Collected data:
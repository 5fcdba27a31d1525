//! HTTP handlers for assessment endpoints.

use std::sync::Arc;

use axum::{
    extract::{Path, Query, State},
    http::StatusCode,
    response::{IntoResponse, Response},
    Json,
};
use serde_json::json;

use crate::application::{
    GetSessionHandler, GetSessionQuery, GetStageItemsHandler, GetStageItemsQuery,
    InterpretResultCommand, InterpretResultHandler, ScoreAssessmentHandler, ScoreAssessmentQuery,
    StartSessionCommand, StartSessionHandler, SubmitAnswersCommand, SubmitAnswersHandler,
};
use crate::domain::enneagram::{AssessmentError, AssessmentOrchestrator};
use crate::domain::foundation::{DomainError, SessionId};
use crate::ports::{AssessmentSessionStore, NarrativeGenerator};

use super::dto::{
    CreateSessionRequest, ErrorResponse, InterpretRequest, InterpretResponse, ScoreRequest,
    SessionResponse, StageItemsQuery, StageItemsResponse, SubmitAnswersRequest,
    SubmitAnswersResponse,
};

// ════════════════════════════════════════════════════════════════════════════
// Handler state
// ════════════════════════════════════════════════════════════════════════════

#[derive(Clone)]
pub struct EnneagramAppState {
    start_handler: Arc<StartSessionHandler>,
    get_handler: Arc<GetSessionHandler>,
    items_handler: Arc<GetStageItemsHandler>,
    answer_handler: Arc<SubmitAnswersHandler>,
    score_handler: Arc<ScoreAssessmentHandler>,
    interpret_handler: Arc<InterpretResultHandler>,
}

impl EnneagramAppState {
    pub fn new(
        start_handler: Arc<StartSessionHandler>,
        get_handler: Arc<GetSessionHandler>,
        items_handler: Arc<GetStageItemsHandler>,
        answer_handler: Arc<SubmitAnswersHandler>,
        score_handler: Arc<ScoreAssessmentHandler>,
        interpret_handler: Arc<InterpretResultHandler>,
    ) -> Self {
        Self {
            start_handler,
            get_handler,
            items_handler,
            answer_handler,
            score_handler,
            interpret_handler,
        }
    }

    /// Builds every handler over one store, orchestrator, and generator.
    pub fn from_ports(
        store: Arc<dyn AssessmentSessionStore>,
        orchestrator: AssessmentOrchestrator,
        generator: Arc<dyn NarrativeGenerator>,
    ) -> Self {
        Self::new(
            Arc::new(StartSessionHandler::new(store.clone())),
            Arc::new(GetSessionHandler::new(store.clone())),
            Arc::new(GetStageItemsHandler::new(store.clone(), orchestrator.clone())),
            Arc::new(SubmitAnswersHandler::new(store.clone(), orchestrator.clone())),
            Arc::new(ScoreAssessmentHandler::new(store.clone(), orchestrator.clone())),
            Arc::new(InterpretResultHandler::new(store, orchestrator, generator)),
        )
    }
}

// ════════════════════════════════════════════════════════════════════════════
// HTTP handlers
// ════════════════════════════════════════════════════════════════════════════

/// POST /api/enneagram/sessions - Start a session
pub async fn create_session(
    State(state): State<EnneagramAppState>,
    body: Option<Json<CreateSessionRequest>>,
) -> Response {
    let req = body.map(|Json(req)| req).unwrap_or_default();
    let cmd = StartSessionCommand { locale: req.locale };

    match state.start_handler.handle(cmd).await {
        Ok(session) => (StatusCode::CREATED, Json(SessionResponse::from(session))).into_response(),
        Err(e) => handle_assessment_error(e),
    }
}

/// GET /api/enneagram/sessions/:id - Session snapshot
pub async fn get_session(State(state): State<EnneagramAppState>, Path(session_id): Path<String>) -> Response {
    let session_id = match parse_session_id(&session_id) {
        Ok(id) => id,
        Err(response) => return response,
    };

    match state.get_handler.handle(GetSessionQuery { session_id }).await {
        Ok(session) => (StatusCode::OK, Json(SessionResponse::from(session))).into_response(),
        Err(e) => handle_assessment_error(e),
    }
}

/// GET /api/enneagram/items?stage=&locale=&sessionId= - Stage content
pub async fn get_items(State(state): State<EnneagramAppState>, Query(params): Query<StageItemsQuery>) -> Response {
    let session_id = match params.session_id.as_deref().map(parse_session_id).transpose() {
        Ok(id) => id,
        Err(response) => return response,
    };

    let query = GetStageItemsQuery {
        stage: params.stage,
        locale: params.locale,
        session_id,
    };

    match state.items_handler.handle(query).await {
        Ok(view) => (StatusCode::OK, Json(StageItemsResponse::from(view))).into_response(),
        Err(e) => handle_assessment_error(e),
    }
}

/// POST /api/enneagram/answer - Record answers for a stage
pub async fn submit_answers(
    State(state): State<EnneagramAppState>,
    Json(req): Json<SubmitAnswersRequest>,
) -> Response {
    let session_id = match parse_session_id(&req.session_id) {
        Ok(id) => id,
        Err(response) => return response,
    };

    let cmd = SubmitAnswersCommand {
        session_id,
        stage: req.stage,
        input: req.input,
        locale: req.locale,
    };

    match state.answer_handler.handle(cmd).await {
        Ok(result) => (StatusCode::OK, Json(SubmitAnswersResponse::from(result))).into_response(),
        Err(e) => handle_assessment_error(e),
    }
}

/// POST /api/enneagram/score - Compute the result
pub async fn score(State(state): State<EnneagramAppState>, Json(req): Json<ScoreRequest>) -> Response {
    let session_id = match parse_session_id(&req.session_id) {
        Ok(id) => id,
        Err(response) => return response,
    };

    match state.score_handler.handle(ScoreAssessmentQuery { session_id }).await {
        Ok(result) => (StatusCode::OK, Json(result)).into_response(),
        Err(e) => handle_assessment_error(e),
    }
}

/// POST /api/enneagram/interpret - Prose interpretation of the result
pub async fn interpret(State(state): State<EnneagramAppState>, Json(req): Json<InterpretRequest>) -> Response {
    let session_id = match parse_session_id(&req.session_id) {
        Ok(id) => id,
        Err(response) => return response,
    };

    let cmd = InterpretResultCommand {
        session_id,
        strengths: req.strengths,
        locale: req.locale,
    };

    match state.interpret_handler.handle(cmd).await {
        Ok(view) => {
            let response = InterpretResponse::new(session_id.to_string(), view);
            (StatusCode::OK, Json(response)).into_response()
        }
        Err(e) => handle_assessment_error(e),
    }
}

fn parse_session_id(raw: &str) -> Result<SessionId, Response> {
    raw.trim().parse::<SessionId>().map_err(|_| {
        (
            StatusCode::BAD_REQUEST,
            Json(ErrorResponse::bad_request("Invalid session ID")),
        )
            .into_response()
    })
}

// ════════════════════════════════════════════════════════════════════════════
// Error handling
// ════════════════════════════════════════════════════════════════════════════

fn status_for(error: &AssessmentError) -> StatusCode {
    match error {
        AssessmentError::InvalidInput { .. }
        | AssessmentError::UnsupportedStage(_)
        | AssessmentError::IncompleteStage { .. } => StatusCode::BAD_REQUEST,
        AssessmentError::SessionNotFound(_) | AssessmentError::ResponsesNotFound(_) => StatusCode::NOT_FOUND,
        AssessmentError::Storage(_) | AssessmentError::NarrativeUnavailable(_) => StatusCode::SERVICE_UNAVAILABLE,
    }
}

pub(crate) fn handle_assessment_error(error: AssessmentError) -> Response {
    let status = status_for(&error);
    if status.is_server_error() {
        tracing::error!(error = %error, "Assessment request failed");
    } else {
        tracing::debug!(error = %error, "Assessment request rejected");
    }

    let details = match &error {
        AssessmentError::IncompleteStage { stage, progress } => Some(json!({
            "progress": {
                "answered": progress.answered,
                "required": progress.required,
                "ratio": progress.ratio(),
            },
            "nextStage": stage,
        })),
        _ => None,
    };

    let domain = DomainError::from(error);
    let mut body = ErrorResponse::new(domain.code.to_string(), domain.message);
    if let Some(details) = details {
        body = body.with_details(details);
    }

    (status, Json(body)).into_response()
}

**DIRECTIONS FOR THIS TASK**
After the last line of the data, restate all the entries verbatim.

**FINISHED EXERCISE**
repository 5fcdba27a31d1525
//! HTTP handlers for assessment endpoints.

use std::sync::Arc;

use axum::{
    extract::{Path, Query, State},
    http::StatusCode,
    response::{IntoResponse, Response},
    Json,
};
use serde_json::json;

use crate::application::{
    GetSessionHandler, GetSessionQuery, GetStageItemsHandler, GetStageItemsQuery,
    InterpretResultCommand, InterpretResultHandler, ScoreAssessmentHandler, ScoreAssessmentQuery,
    StartSessionCommand, StartSessionHandler, SubmitAnswersCommand, SubmitAnswersHandler,
};
use crate::domain::enneagram::{AssessmentError, AssessmentOrchestrator};
use crate::domain::foundation::{DomainError, SessionId};
use crate::ports::{AssessmentSessionStore, NarrativeGenerator};

use super::dto::{
    CreateSessionRequest, ErrorResponse, InterpretRequest, InterpretResponse, ScoreRequest,
    SessionResponse, StageItemsQuery, StageItemsResponse, SubmitAnswersRequest,
    SubmitAnswersResponse,
};

// ════════════════════════════════════════════════════════════════════════════
// Handler state
// ════════════════════════════════════════════════════════════════════════════

#[derive(Clone)]
pub struct EnneagramAppState {
    start_handler: Arc<StartSessionHandler>,
    get_handler: Arc<GetSessionHandler>,
    items_handler: Arc<GetStageItemsHandler>,
    answer_handler: Arc<SubmitAnswersHandler>,
    score_handler: Arc<ScoreAssessmentHandler>,
    interpret_handler: Arc<InterpretResultHandler>,
}

impl EnneagramAppState {
    pub fn new(
        start_handler: Arc<StartSessionHandler>,
        get_handler: Arc<GetSessionHandler>,
        items_handler: Arc<GetStageItemsHandler>,
        answer_handler: Arc<SubmitAnswersHandler>,
        score_handler: Arc<ScoreAssessmentHandler>,
        interpret_handler: Arc<InterpretResultHandler>,
    ) -> Self {
        Self {
            start_handler,
            get_handler,
            items_handler,
            answer_handler,
            score_handler,
            interpret_handler,
        }
    }

    /// Builds every handler over one store, orchestrator, and generator.
    pub fn from_ports(
        store: Arc<dyn AssessmentSessionStore>,
        orchestrator: AssessmentOrchestrator,
        generator: Arc<dyn NarrativeGenerator>,
    ) -> Self {
        Self::new(
            Arc::new(StartSessionHandler::new(store.clone())),
            Arc::new(GetSessionHandler::new(store.clone())),
            Arc::new(GetStageItemsHandler::new(store.clone(), orchestrator.clone())),
            Arc::new(SubmitAnswersHandler::new(store.clone(), orchestrator.clone())),
            Arc::new(ScoreAssessmentHandler::new(store.clone(), orchestrator.clone())),
            Arc::new(InterpretResultHandler::new(store, orchestrator, generator)),
        )
    }
}

// ════════════════════════════════════════════════════════════════════════════
// HTTP handlers
// ════════════════════════════════════════════════════════════════════════════

/// POST /api/enneagram/sessions - Start a session
pub async fn create_session(
    State(state): State<EnneagramAppState>,
    body: Option<Json<CreateSessionRequest>>,
) -> Response {
    let req = body.map(|Json(req)| req).unwrap_or_default();
    let cmd = StartSessionCommand { locale: req.locale };

    match state.start_handler.handle(cmd).await {
        Ok(session) => (StatusCode::CREATED, Json(SessionResponse::from(session))).into_response(),
        Err(e) => handle_assessment_error(e),
    }
}

/// GET /api/enneagram/sessions/:id - Session snapshot
pub async fn get_session(State(state): State<EnneagramAppState>, Path(session_id): Path<String>) -> Response {
    let session_id = match parse_session_id(&session_id) {
        Ok(id) => id,
        Err(response) => return response,
    };

    match state.get_handler.handle(GetSessionQuery { session_id }).await {
        Ok(session) => (StatusCode::OK, Json(SessionResponse::from(session))).into_response(),
        Err(e) => handle_assessment_error(e),
    }
}

/// GET /api/enneagram/items?stage=&locale=&sessionId= - Stage content
pub async fn get_items(State(state): State<EnneagramAppState>, Query(params): Query<StageItemsQuery>) -> Response {
    let session_id = match params.session_id.as_deref().map(parse_session_id).transpose() {
        Ok(id) => id,
        Err(response) => return response,
    };

    let query = GetStageItemsQuery {
        stage: params.stage,
        locale: params.locale,
        session_id,
    };

    match state.items_handler.handle(query).await {
        Ok(view) => (StatusCode::OK, Json(StageItemsResponse::from(view))).into_response(),
        Err(e) => handle_assessment_error(e),
    }
}

/// POST /api/enneagram/answer - Record answers for a stage
pub async fn submit_answers(
    State(state): State<EnneagramAppState>,
    Json(req): Json<SubmitAnswersRequest>,
) -> Response {
    let session_id = match parse_session_id(&req.session_id) {
        Ok(id) => id,
        Err(response) => return response,
    };

    let cmd = SubmitAnswersCommand {
        session_id,
        stage: req.stage,
        input: req.input,
        locale: req.locale,
    };

    match state.answer_handler.handle(cmd).await {
        Ok(result) => (StatusCode::OK, Json(SubmitAnswersResponse::from(result))).into_response(),
        Err(e) => handle_assessment_error(e),
    }
}

/// POST /api/enneagram/score - Compute the result
pub async fn score(State(state): State<EnneagramAppState>, Json(req): Json<ScoreRequest>) -> Response {
    let session_id = match parse_session_id(&req.session_id) {
        Ok(id) => id,
        Err(response) => return response,
    };

    match state.score_handler.handle(ScoreAssessmentQuery { session_id }).await {
        Ok(result) => (StatusCode::OK, Json(result)).into_response(),
        Err(e) => handle_assessment_error(e),
    }
}

/// POST /api/enneagram/interpret - Prose interpretation of the result
pub async fn interpret(State(state): State<EnneagramAppState>, Json(req): Json<InterpretRequest>) -> Response {
    let session_id = match parse_session_id(&req.session_id) {
        Ok(id) => id,
        Err(response) => return response,
    };

    let cmd = InterpretResultCommand {
        session_id,
        strengths: req.strengths,
        locale: req.locale,
    };

    match state.interpret_handler.handle(cmd).await {
        Ok(view) => {
            let response = InterpretResponse::new(session_id.to_string(), view);
            (StatusCode::OK, Json(response)).into_response()
        }
        Err(e) => handle_assessment_error(e),
    }
}

fn parse_session_id(raw: &str) -> Result<SessionId, Response> {
    raw.trim().parse::<SessionId>().map_err(|_| {
        (
            StatusCode::BAD_REQUEST,
            Json(ErrorResponse::bad_request("Invalid session ID")),
        )
            .into_response()
    })
}

// ════════════════════════════════════════════════════════════════════════════
// Error handling
// ════════════════════════════════════════════════════════════════════════════

fn status_for(error: &AssessmentError) -> StatusCode {
    match error {
        AssessmentError::InvalidInput { .. }
        | AssessmentError::UnsupportedStage(_)
        | AssessmentError::IncompleteStage { .. } => StatusCode::BAD_REQUEST,
        AssessmentError::SessionNotFound(_) | AssessmentError::ResponsesNotFound(_) => StatusCode::NOT_FOUND,
        AssessmentError::Storage(_) | AssessmentError::NarrativeUnavailable(_) => StatusCode::SERVICE_UNAVAILABLE,
    }
}

pub(crate) fn handle_assessment_error(error: AssessmentError) -> Response {
    let status = status_for(&error);
    if status.is_server_error() {
        tracing::error!(error = %error, "Assessment request failed");
    } else {
        tracing::debug!(error = %error, "Assessment request rejected");
    }

    let details = match &error {
        AssessmentError::IncompleteStage { stage, progress } => Some(json!({
            "progress": {
                "answered": progress.answered,
                "required": progress.required,
                "ratio": progress.ratio(),
            },
            "nextStage": stage,
        })),
        _ => None,
    };

    let domain = DomainError::from(error);
    let mut body = ErrorResponse::new(domain.code.to_string(), domain.message);
    if let Some(details) = details {
        body = body.with_details(details);
    }

    (status, Json(body)).into_response()
}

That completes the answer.